Demandan a Bad Bunny por uso ilegal de voz

El artista puertorriqueño Bad Bunny inicia el año 2026 enfrentando una millonaria batalla legal tras recibir una demanda por 16 millones de dólares. La reclamación judicial, presentada por Tainaly Y. Serrano Rivera en Puerto Rico, acusa al cantante y a su sello discográfico, Rimas Entertainment, de utilizar una grabación de su voz sin el consentimiento debido. Según la demandante, el audio se ha explotado comercialmente en temas que acumulan cientos de millones de reproducciones en plataformas digitales, lo que constituye una violación directa a sus derechos de autor e imagen.

El origen del conflicto legal contra Bad Bunny

La disputa legal se centra en la frase “Mira puñeta, no me quiten el perreo”, la cual Serrano Rivera grabó originalmente como un mensaje de voz de WhatsApp a petición del productor Roberto J. Rosado.
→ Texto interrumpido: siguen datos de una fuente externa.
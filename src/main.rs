//! Round Claimer CLI
//!
//! Command-line interface for claiming prediction-market winnings.

use clap::{Parser, Subcommand};
use round_claimer::audit::ClaimJournal;
use round_claimer::bridge::{BridgeTransport, BridgeWallet, RpcSigningConnector};
use round_claimer::query::{BatchQueryClient, MarketQuerier};
use round_claimer::wallet::{ProviderSlot, WalletProvider};
use round_claimer::{ClaimSubmitter, Config, Result, SessionManager};
use std::path::PathBuf;
use std::sync::Arc;
use tracing_subscriber::{fmt, prelude::*, EnvFilter};

#[derive(Parser)]
#[command(name = "round-claimer")]
#[command(about = "Claim winnings from a CosmWasm prediction market")]
struct Cli {
    #[command(subcommand)]
    command: Commands,

    /// Path to config file
    #[arg(short, long, global = true)]
    config: Option<PathBuf>,

    /// Enable verbose logging
    #[arg(short, long, global = true)]
    verbose: bool,
}

#[derive(Subcommand)]
enum Commands {
    /// Claim winnings for a finished round
    Claim {
        /// Round id
        #[arg(short, long)]
        round: String,
    },

    /// Show finished rounds
    Round {
        /// Round ids, queried in one batch
        #[arg(required = true)]
        ids: Vec<u64>,
    },

    /// Show an account's live and next positions
    Position {
        /// Account address (defaults to the connected wallet)
        #[arg(short, long)]
        address: Option<String>,
    },

    /// Show contract status
    Status,

    /// Show contract configuration
    ContractConfig,

    /// Show current configuration
    Config,
}

#[tokio::main]
async fn main() -> Result<()> {
    // Load .env file if present (ignore if not found)
    dotenvy::dotenv().ok();

    let cli = Cli::parse();

    let filter = if cli.verbose {
        EnvFilter::new("debug")
    } else {
        EnvFilter::new("info")
    };

    tracing_subscriber::registry()
        .with(fmt::layer())
        .with(filter)
        .init();

    let config = Config::load(cli.config.as_deref())?;

    match cli.command {
        Commands::Claim { round } => run_claim(config, round).await?,
        Commands::Round { ids } => run_rounds(&config, &ids).await?,
        Commands::Position { address } => run_position(&config, address).await?,
        Commands::Status => {
            let status = querier(&config)?.status().await?;
            println!("{}", serde_json::to_string_pretty(&status)?);
        }
        Commands::ContractConfig => {
            let contract_config = querier(&config)?.config().await?;
            println!("{}", serde_json::to_string_pretty(&contract_config)?);
        }
        Commands::Config => {
            println!("{}", serde_json::to_string_pretty(&config)?);
        }
    }

    Ok(())
}

fn querier(config: &Config) -> Result<MarketQuerier> {
    let client = BatchQueryClient::connect(&config.chain.rpc_endpoint)?;
    Ok(MarketQuerier::new(client, &config.chain.contract_address))
}

/// Connect a session through the wallet bridge
///
/// Bridge detection runs alongside `connect`, which waits for it within the
/// configured provider wait window.
async fn open_session(config: &Config) -> Result<SessionManager> {
    let transport = Arc::new(BridgeTransport::from_env(config.bridge.url.clone())?);
    let (slot, injector) = ProviderSlot::pending();
    let mut manager = SessionManager::new(
        config.chain.clone(),
        slot,
        Arc::new(RpcSigningConnector),
    );

    let detect = async move {
        let provider = BridgeWallet::detect(transport)
            .await
            .map(|wallet| Arc::new(wallet) as Arc<dyn WalletProvider>);
        injector.ready(provider);
    };
    let ((), connected) = tokio::join!(detect, manager.connect());
    connected?;

    Ok(manager)
}

async fn run_claim(config: Config, round: String) -> Result<()> {
    let journal = config.audit_log_path.as_deref().map(ClaimJournal::new);
    let submitter = ClaimSubmitter::new(&config.chain);

    let mut manager = open_session(&config).await?;
    let sender = manager.session().wallet_address.clone();

    let outcome = submitter.submit_claim(manager.session(), &round).await;

    if let Some(journal) = &journal {
        let contract = submitter.contract_address();
        match &outcome {
            Ok(result) => {
                journal
                    .record(&round, &sender, contract, Ok(result.transaction_hash.as_str()))
                    .await
            }
            Err(e) => {
                journal
                    .record(&round, &sender, contract, Err(e.to_string().as_str()))
                    .await
            }
        }
    }

    manager.disconnect().await;

    match outcome {
        Ok(result) => {
            println!("Claim submitted");
            println!("  Transaction: {}", result.transaction_hash);
            println!("  Explorer: {}", config.chain.explorer_link(&result.transaction_hash));
            Ok(())
        }
        Err(e) => {
            tracing::error!(error = %e, round = %round, "Claim failed");
            Err(e)
        }
    }
}

async fn run_rounds(config: &Config, ids: &[u64]) -> Result<()> {
    let querier = querier(config)?;
    let rounds = querier.finished_rounds(ids).await?;

    for (id, round) in ids.iter().zip(rounds) {
        match round {
            Ok(round) => println!("{}", serde_json::to_string_pretty(&round)?),
            Err(e) => println!("Round {}: {}", id, e),
        }
    }
    Ok(())
}

async fn run_position(config: &Config, address: Option<String>) -> Result<()> {
    let address = match address {
        Some(address) => address,
        None => {
            let mut manager = open_session(config).await?;
            let address = manager.session().wallet_address.clone();
            manager.disconnect().await;
            address
        }
    };

    tracing::info!(address = %address, "Querying position");
    let position = querier(config)?.my_current_position(&address).await?;
    println!("{}", serde_json::to_string_pretty(&position)?);
    Ok(())
}
//! Prediction-market contract queries

use super::BatchQueryClient;
use crate::{Error, Result};
use serde::{Deserialize, Serialize};
use serde_json::Value;

#[derive(Debug, Clone, PartialEq, Eq, Serialize, Deserialize)]
#[serde(rename_all = "snake_case")]
pub enum QueryMsg {
    Config {},
    Status {},
    MyCurrentPosition { address: String },
    FinishedRound { round_id: String },
}

/// Contract configuration; amounts are decimal strings
#[derive(Debug, Clone, PartialEq, Eq, Serialize, Deserialize)]
pub struct ContractConfig {
    pub burn_addr: String,
    pub burn_fee: String,
    pub cw20_stake_external_rewards_addr: String,
    pub fast_oracle_addr: String,
    pub minimum_bet: String,
    pub next_round_seconds: String,
    pub staker_fee: String,
}

/// A settled round; times are nanoseconds since the epoch
#[derive(Debug, Clone, PartialEq, Eq, Serialize, Deserialize)]
pub struct FinishedRound {
    pub id: String,
    pub bid_time: String,
    pub open_time: String,
    pub close_time: String,
    pub open_price: String,
    pub close_price: String,
    pub bull_amount: String,
    pub bear_amount: String,
    /// `bull`, `bear`, or absent when undecided
    #[serde(default)]
    pub winner: Option<String>,
}

/// An account's stake in the live and next rounds
#[derive(Debug, Clone, PartialEq, Eq, Serialize, Deserialize)]
pub struct Position {
    pub live_bear_amount: String,
    pub live_bull_amount: String,
    pub next_bear_amount: String,
    pub next_bull_amount: String,
}

/// Typed queries against one market contract
#[derive(Debug, Clone)]
pub struct MarketQuerier {
    client: BatchQueryClient,
    contract: String,
}

impl MarketQuerier {
    pub fn new(client: BatchQueryClient, contract: impl Into<String>) -> Self {
        Self {
            client,
            contract: contract.into(),
        }
    }

    pub fn contract(&self) -> &str {
        &self.contract
    }

    pub async fn config(&self) -> Result<ContractConfig> {
        self.client
            .query_contract_smart(&self.contract, &QueryMsg::Config {})
            .await
    }

    /// Shape varies between contract versions, so it stays untyped
    pub async fn status(&self) -> Result<Value> {
        self.client
            .query_contract_smart(&self.contract, &QueryMsg::Status {})
            .await
    }

    pub async fn finished_round(&self, round_id: u64) -> Result<FinishedRound> {
        self.client
            .query_contract_smart(
                &self.contract,
                &QueryMsg::FinishedRound {
                    round_id: round_id.to_string(),
                },
            )
            .await
    }

    pub async fn my_current_position(&self, address: &str) -> Result<Position> {
        self.client
            .query_contract_smart(
                &self.contract,
                &QueryMsg::MyCurrentPosition {
                    address: address.to_string(),
                },
            )
            .await
    }

    /// Several finished rounds in one round trip, in request order
    pub async fn finished_rounds(&self, round_ids: &[u64]) -> Result<Vec<Result<FinishedRound>>> {
        let queries: Vec<(&str, QueryMsg)> = round_ids
            .iter()
            .map(|id| {
                (
                    self.contract.as_str(),
                    QueryMsg::FinishedRound {
                        round_id: id.to_string(),
                    },
                )
            })
            .collect();

        let results = self.client.query_contract_smart_many(&queries).await?;
        Ok(results
            .into_iter()
            .map(|result| {
                result.and_then(|value| serde_json::from_value(value).map_err(Error::from))
            })
            .collect())
    }
}
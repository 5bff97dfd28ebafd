//! Provider slot
//!
//! The host announces once that it has finished initializing, together with
//! the wallet provider it found (if any). `ProviderSlot::acquire` suspends on
//! that announcement, bounded by a wait window, and caches the provider.

use super::WalletProvider;
use crate::{Error, Result};
use std::sync::Arc;
use std::time::Duration;
use tokio::sync::watch;

#[derive(Clone)]
enum Availability {
    Pending,
    Ready(Option<Arc<dyn WalletProvider>>),
}

/// Where the session manager obtains its wallet provider
pub struct ProviderSlot {
    rx: watch::Receiver<Availability>,
    cached: Option<Arc<dyn WalletProvider>>,
}

/// Host-side handle that signals readiness exactly once
pub struct ProviderInjector {
    tx: watch::Sender<Availability>,
}

impl ProviderInjector {
    /// Announce that the host is ready, with or without a provider
    pub fn ready(self, provider: Option<Arc<dyn WalletProvider>>) {
        // No receiver left means nobody will ever connect
        let _ = self.tx.send(Availability::Ready(provider));
    }
}

impl ProviderSlot {
    /// Slot whose host is already initialized with a provider
    pub fn ready(provider: Arc<dyn WalletProvider>) -> Self {
        let (_tx, rx) = watch::channel(Availability::Ready(Some(provider)));
        Self { rx, cached: None }
    }

    /// Slot whose host finished initializing without finding a provider
    pub fn missing() -> Self {
        let (_tx, rx) = watch::channel(Availability::Ready(None));
        Self { rx, cached: None }
    }

    /// Slot whose host has not finished initializing yet
    pub fn pending() -> (Self, ProviderInjector) {
        let (tx, rx) = watch::channel(Availability::Pending);
        (Self { rx, cached: None }, ProviderInjector { tx })
    }

    /// Get the provider, waiting at most `wait` for the host to become ready
    pub async fn acquire(&mut self, wait: Duration) -> Result<Arc<dyn WalletProvider>> {
        if let Some(provider) = &self.cached {
            return Ok(Arc::clone(provider));
        }

        let waited = tokio::time::timeout(
            wait,
            self.rx
                .wait_for(|availability| matches!(availability, Availability::Ready(_))),
        )
        .await
        .map(|ready| ready.map(|current| current.clone()));

        let availability = match waited {
            Ok(Ok(availability)) => availability,
            Ok(Err(_)) => {
                return Err(Error::ProviderUnavailable(
                    "host shut down before signalling ready".to_string(),
                ))
            }
            Err(_) => {
                return Err(Error::ProviderUnavailable(format!(
                    "host not ready after {} ms",
                    wait.as_millis()
                )))
            }
        };

        match availability {
            Availability::Ready(Some(provider)) => {
                self.cached = Some(Arc::clone(&provider));
                Ok(provider)
            }
            _ => Err(Error::ProviderUnavailable("wallet not found".to_string())),
        }
    }
}
//! Wallet provider contract
//!
//! Key material stays inside the wallet. This crate only ever sees public
//! account data, key names and signed transaction bytes.

use crate::client::{EncodeObject, StdFee};
use crate::config::ChainDescriptor;
use crate::Result;
use async_trait::async_trait;
use serde::{Deserialize, Serialize};
use std::sync::Arc;

/// Public data for one signing account
#[derive(Debug, Clone, PartialEq, Eq, Serialize, Deserialize)]
pub struct AccountData {
    pub address: String,
    #[serde(default)]
    pub algo: String,
    /// Base64 public key
    #[serde(default)]
    pub pubkey: String,
}

/// Human-readable key metadata
#[derive(Debug, Clone, PartialEq, Eq, Serialize, Deserialize)]
#[serde(rename_all = "camelCase")]
pub struct KeyInfo {
    pub name: String,
    #[serde(default)]
    pub bech32_address: String,
}

/// Notifications pushed by the wallet
#[derive(Debug, Clone, Copy, PartialEq, Eq)]
pub enum WalletEvent {
    /// The active key or account set changed
    KeystoreChanged,
}

/// Everything the wallet needs to produce a signed transaction
#[derive(Debug, Clone, PartialEq, Eq, Serialize, Deserialize)]
#[serde(rename_all = "camelCase")]
pub struct SignRequest {
    pub chain_id: String,
    pub messages: Vec<EncodeObject>,
    pub fee: StdFee,
    #[serde(default)]
    pub memo: String,
}

/// Encoded `TxRaw` bytes ready for broadcast
#[derive(Debug, Clone, PartialEq, Eq, Serialize, Deserialize)]
#[serde(rename_all = "camelCase")]
pub struct SignedTx {
    #[serde(with = "crate::client::base64_bytes")]
    pub tx_bytes: Vec<u8>,
}

/// Signs on behalf of the wallet's accounts without exposing keys
#[async_trait]
pub trait OfflineSigner: Send + Sync {
    async fn get_accounts(&self) -> Result<Vec<AccountData>>;

    async fn sign(&self, signer_address: &str, request: &SignRequest) -> Result<SignedTx>;

    /// Encode `request` with an empty signature for gas simulation.
    /// Must not prompt the user.
    async fn encode_for_simulation(
        &self,
        signer_address: &str,
        request: &SignRequest,
    ) -> Result<SignedTx>;
}

/// A wallet that holds keys and authorizes signing
#[async_trait]
pub trait WalletProvider: Send + Sync {
    /// Ask the user to authorize this client for `chain_id`
    async fn enable(&self, chain_id: &str) -> Result<()>;

    async fn get_offline_signer(&self, chain_id: &str) -> Result<Arc<dyn OfflineSigner>>;

    async fn get_key(&self, chain_id: &str) -> Result<KeyInfo>;

    /// Register a chain the wallet may not know yet; known chains are a no-op
    async fn experimental_suggest_chain(&self, descriptor: &ChainDescriptor) -> Result<()>;
}
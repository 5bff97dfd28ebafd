//! Claim journal
//!
//! Appends one JSON line per claim attempt, successful or not.

use chrono::{DateTime, Utc};
use serde::Serialize;
use std::fs::OpenOptions;
use std::io::Write;
use std::path::{Path, PathBuf};
use tokio::sync::Mutex;
use uuid::Uuid;

/// Entry in the claim journal
#[derive(Debug, Serialize)]
struct ClaimEntry<'a> {
    id: String,
    timestamp: DateTime<Utc>,
    round: &'a str,
    sender: &'a str,
    contract: &'a str,
    status: &'static str,
    tx_hash: Option<&'a str>,
    error: Option<&'a str>,
}

pub struct ClaimJournal {
    path: Mutex<PathBuf>,
}

impl ClaimJournal {
    /// Journal appending to `path` (JSONL)
    pub fn new(path: impl Into<PathBuf>) -> Self {
        Self {
            path: Mutex::new(path.into()),
        }
    }

    /// Record the outcome of one claim; write failures are logged, not returned
    pub async fn record(
        &self,
        round: &str,
        sender: &str,
        contract: &str,
        outcome: Result<&str, &str>,
    ) {
        let (status, tx_hash, error) = match outcome {
            Ok(hash) => ("success", Some(hash), None),
            Err(message) => ("error", None, Some(message)),
        };
        let entry = ClaimEntry {
            id: Uuid::new_v4().to_string(),
            timestamp: Utc::now(),
            round,
            sender,
            contract,
            status,
            tx_hash,
            error,
        };

        let path = self.path.lock().await;
        if let Err(e) = append(&path, &entry) {
            tracing::warn!(error = %e, path = %path.display(), "Failed to write claim journal entry");
        }
    }
}

fn append(path: &Path, entry: &ClaimEntry<'_>) -> std::io::Result<()> {
    let mut file = OpenOptions::new().create(true).append(true).open(path)?;
    let json = serde_json::to_string(entry)?;
    writeln!(file, "{}", json)?;
    Ok(())
}

#[cfg(test)]
mod tests {
    use super::*;
    use serde_json::Value;
    use tempfile::NamedTempFile;

    #[tokio::test]
    async fn appends_one_line_per_claim() {
        let temp_file = NamedTempFile::new().unwrap();
        let journal = ClaimJournal::new(temp_file.path());

        journal
            .record("10765", "juno1alice", "juno1contract", Ok("ABCDEF"))
            .await;
        journal
            .record("10764", "juno1alice", "juno1contract", Err("out of gas"))
            .await;

        let content = std::fs::read_to_string(temp_file.path()).unwrap();
        let lines: Vec<Value> = content
            .lines()
            .map(|line| serde_json::from_str(line).unwrap())
            .collect();

        assert_eq!(lines.len(), 2);
        assert_eq!(lines[0]["status"], "success");
        assert_eq!(lines[0]["tx_hash"], "ABCDEF");
        assert_eq!(lines[1]["status"], "error");
        assert_eq!(lines[1]["error"], "out of gas");
        assert!(lines[1]["tx_hash"].is_null());
        assert_ne!(lines[0]["id"], lines[1]["id"]);
        assert!(Uuid::parse_str(lines[0]["id"].as_str().unwrap()).is_ok());
    }

    #[tokio::test]
    async fn unwritable_path_does_not_fail_the_claim() {
        let dir = tempfile::tempdir().unwrap();
        let journal = ClaimJournal::new(dir.path());

        // A directory cannot be opened for append; the error is only logged
        journal
            .record("1", "juno1alice", "juno1contract", Ok("HASH"))
            .await;
    }
}
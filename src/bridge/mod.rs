//! Wallet bridge
//!
//! Production collaborators for the session manager:
//! - [`BridgeWallet`]: a wallet daemon reached over JSON-RPC/HTTP that holds
//!   the keys, prompts the user and signs
//! - [`RpcSigningConnector`]: opens signing clients that simulate, have the
//!   wallet sign, and broadcast through a Tendermint RPC node
//!
//! SECURITY NOTE:
//! - Keys stay in the daemon; only signed bytes cross the bridge
//! - The bridge token is held as a secret and never logged

mod signing;
mod transport;
mod wallet;

pub use signing::{RpcSigningClient, RpcSigningConnector, GAS_MULTIPLIER};
pub use transport::BridgeTransport;
pub use wallet::{BridgeSigner, BridgeWallet};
Sin embargo, este audio se integró en la canción “Solo de mí” del álbum X100pre en 2018 y reapareció recientemente en el tema “EoO” de 2025. Por esta razón, la afectada sostiene que su identidad sonora fue utilizada para promociones, discos y conciertos a nivel mundial sin recibir compensación económica ni reconocimiento legal.

Asimismo, la demanda presentada el pasado 5 de enero argumenta que nunca se explicó el propósito comercial de la grabación inicial. En consecuencia, la defensa de Serrano Rivera invoca la violación a la Ley de Derechos Morales de Autor de Puerto Rico y el derecho a la propia imagen. No obstante, el alcance del reclamo incluye también el uso del audio en la mercancía oficial y en los espectáculos masivos del intérprete realizados en el Coliseo de Puerto Rico durante el año pasado.

Impacto en la industria y reproducciones millonarias

Por otro lado, la relevancia del caso aumenta debido al éxito global que mantiene Bad Bunny. Para ilustrar la magnitud del enriquecimiento injusto alegado, la demandante citó que la canción “Solo de mí” posee más de 389 millones de vistas en YouTube. Mientras tanto, el tema “EoO” ya supera los 757 millones de reproducciones en Spotify. Por lo tanto, se solicita el cese inmediato del uso de la grabación en cualquier soporte físico o digital.

Finalmente, este proceso marca un precedente importante sobre la propiedad intelectual en la era de los audios digitales y las redes sociales. Sin duda, la resolución de este juicio impactará la forma en que los productores gestionan las colaboraciones informales. De este modo, el “Conejo Malo” deberá responder ante los tribunales mientras continúa con su exitosa trayectoria internacional. Mientras tanto, sus representantes legales aún no emiten una postura oficial sobre el litigio en curso.